ASSIGNED TASK:
Using the listing below, copy exactly the lines from the one containing "fn flags_of(g: &CellGraph<i64>, id: CellId)" to the one containing "assert!(flags_of(g, b).contains(CellFlags::PENDING));", both lines included, and no others.

RECORDED DATA:
━━━

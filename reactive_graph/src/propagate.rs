// Copyright 2026 the Reactive Graph Authors
// SPDX-License-Identifier: Apache-2.0 OR MIT

//! Forward propagation: marking consumers after a value change.
//!
//! A breadth-first walk over subscriber chains. Direct subscribers of the
//! changed producer are marked `STALE` (the value they read definitely
//! changed); anything reached through a derived cell is marked `PENDING`
//! only, because that derived cell may recompute to an equal value and the
//! change may never arrive. Effects are handed to the scheduler instead of
//! being walked through.

use core::mem;

use crate::cell::CellFlags;
use crate::graph::CellGraph;
use crate::link::LinkId;
use crate::trace::ScopeKind;

impl<T: 'static> CellGraph<T> {
    /// Marks everything downstream of one subscriber chain.
    ///
    /// `head` is the `subs_head` of a producer whose value just changed —
    /// either a written source or a recomputed derived cell.
    pub(crate) fn propagate(&mut self, head: LinkId) {
        let origin = self.links.get(head).dep;
        self.trace_enter(ScopeKind::Propagate { cell: origin });

        let mut queue = mem::take(&mut self.propagate_scratch);
        queue.clear();
        queue.push_back((head, CellFlags::STALE));

        while let Some((chain, target)) = queue.pop_front() {
            let mut cursor = chain;
            loop {
                let link = *self.links.get(cursor);
                let sub = link.sub;
                let flags = self.cells[sub.index()].flags;

                if flags.contains(CellFlags::RECURSIVE) {
                    // Quarantined after a cycle; marking it would loop.
                } else if flags.intersects(
                    CellFlags::STALE | CellFlags::PENDING | CellFlags::RUNNING,
                ) {
                    // Downstream was already walked in an earlier step; just
                    // strengthen the mark.
                    self.cells[sub.index()].flags.insert(target);
                } else {
                    self.cells[sub.index()].flags.insert(target);
                    if flags.contains(CellFlags::EFFECT) {
                        self.schedule_effect(sub);
                    } else if let Some(down) = self.cells[sub.index()].subs_head {
                        queue.push_back((down, CellFlags::PENDING));
                    }
                }

                match link.next_sub {
                    Some(next) => cursor = next,
                    None => break,
                }
            }
        }

        self.propagate_scratch = queue;
        self.trace_exit(ScopeKind::Propagate { cell: origin });
    }
}

#[cfg(test)]
mod tests {
    extern crate std;

    use super::*;
    use crate::cell::CellId;
    use crate::graph::CellGraph;

    fn flags_of(g: &CellGraph<i64>, id: CellId) -> CellFlags {
        g.cells[id.index()].flags
    }

    #[test]
    fn direct_subs_go_stale_downstream_goes_pending() {
        let mut g: CellGraph<i64> = CellGraph::new();
        let s = g.add_source(1);
        let a = g.add_derived(move |cx| Ok(cx.get(s)? + 1));
        let b = g.add_derived(move |cx| Ok(cx.get(a)? + 1));
        let c = g.add_derived(move |cx| Ok(cx.get(b)? + 1));
        g.read(c).unwrap();

        // Propagate without flushing so the marks are observable.
        g.batch(|g| {
            g.write(s, 2).unwrap();
            assert!(flags_of(g, a).contains(CellFlags::STALE));
            assert!(flags_of(g, b).contains(CellFlags::PENDING));
            assert!(!flags_of(g, b).contains(CellFlags::STALE));
            assert!(flags_of(g, c).contains(CellFlags::PENDING));
        });
    }

    #[test]
    fn diamond_marks_every_branch_but_queues_once() {
        let mut g: CellGraph<i64> = CellGraph::new();
        let s = g.add_source(1);
        let left = g.add_derived(move |cx| Ok(cx.get(s)? + 1));
        let right = g.add_derived(move |cx| Ok(cx.get(s)? + 2));
        let join = g.add_derived(move |cx| Ok(cx.get(left)? + cx.get(right)?));
        let runs = std::rc::Rc::new(std::cell::RefCell::new(0));
        let counter = runs.clone();
        g.add_effect(move |cx| {
            cx.get(join)?;
            *counter.borrow_mut() += 1;
            Ok(())
        });
        assert_eq!(*runs.borrow(), 1);

        g.write(s, 10).unwrap();
        assert_eq!(*runs.borrow(), 2);
        assert_eq!(g.run_count(join), Some(2));
    }

    #[test]
    fn marks_do_not_wake_unobserving_cells() {
        let mut g: CellGraph<i64> = CellGraph::new();
        let s = g.add_source(1);
        let unrelated = g.add_source(99);
        let d = g.add_derived(move |cx| Ok(cx.get(s)? + 1));
        g.read(d).unwrap();

        g.write(unrelated, 100).unwrap();
        assert_eq!(flags_of(&g, d), CellFlags::DERIVED);
        assert_eq!(g.run_count(d), Some(1));
    }
}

━━━

EXERCISE SOLUTION:
    fn flags_of(g: &CellGraph<i64>, id: CellId) -> CellFlags {
        g.cells[id.index()].flags
    }

    #[test]
    fn direct_subs_go_stale_downstream_goes_pending() {
        let mut g: CellGraph<i64> = CellGraph::new();
        let s = g.add_source(1);
        let a = g.add_derived(move |cx| Ok(cx.get(s)? + 1));
        let b = g.add_derived(move |cx| Ok(cx.get(a)? + 1));
        let c = g.add_derived(move |cx| Ok(cx.get(b)? + 1));
        g.read(c).unwrap();

        // Propagate without flushing so the marks are observable.
        g.batch(|g| {
            g.write(s, 2).unwrap();
            assert!(flags_of(g, a).contains(CellFlags::STALE));
            assert!(flags_of(g, b).contains(CellFlags::PENDING));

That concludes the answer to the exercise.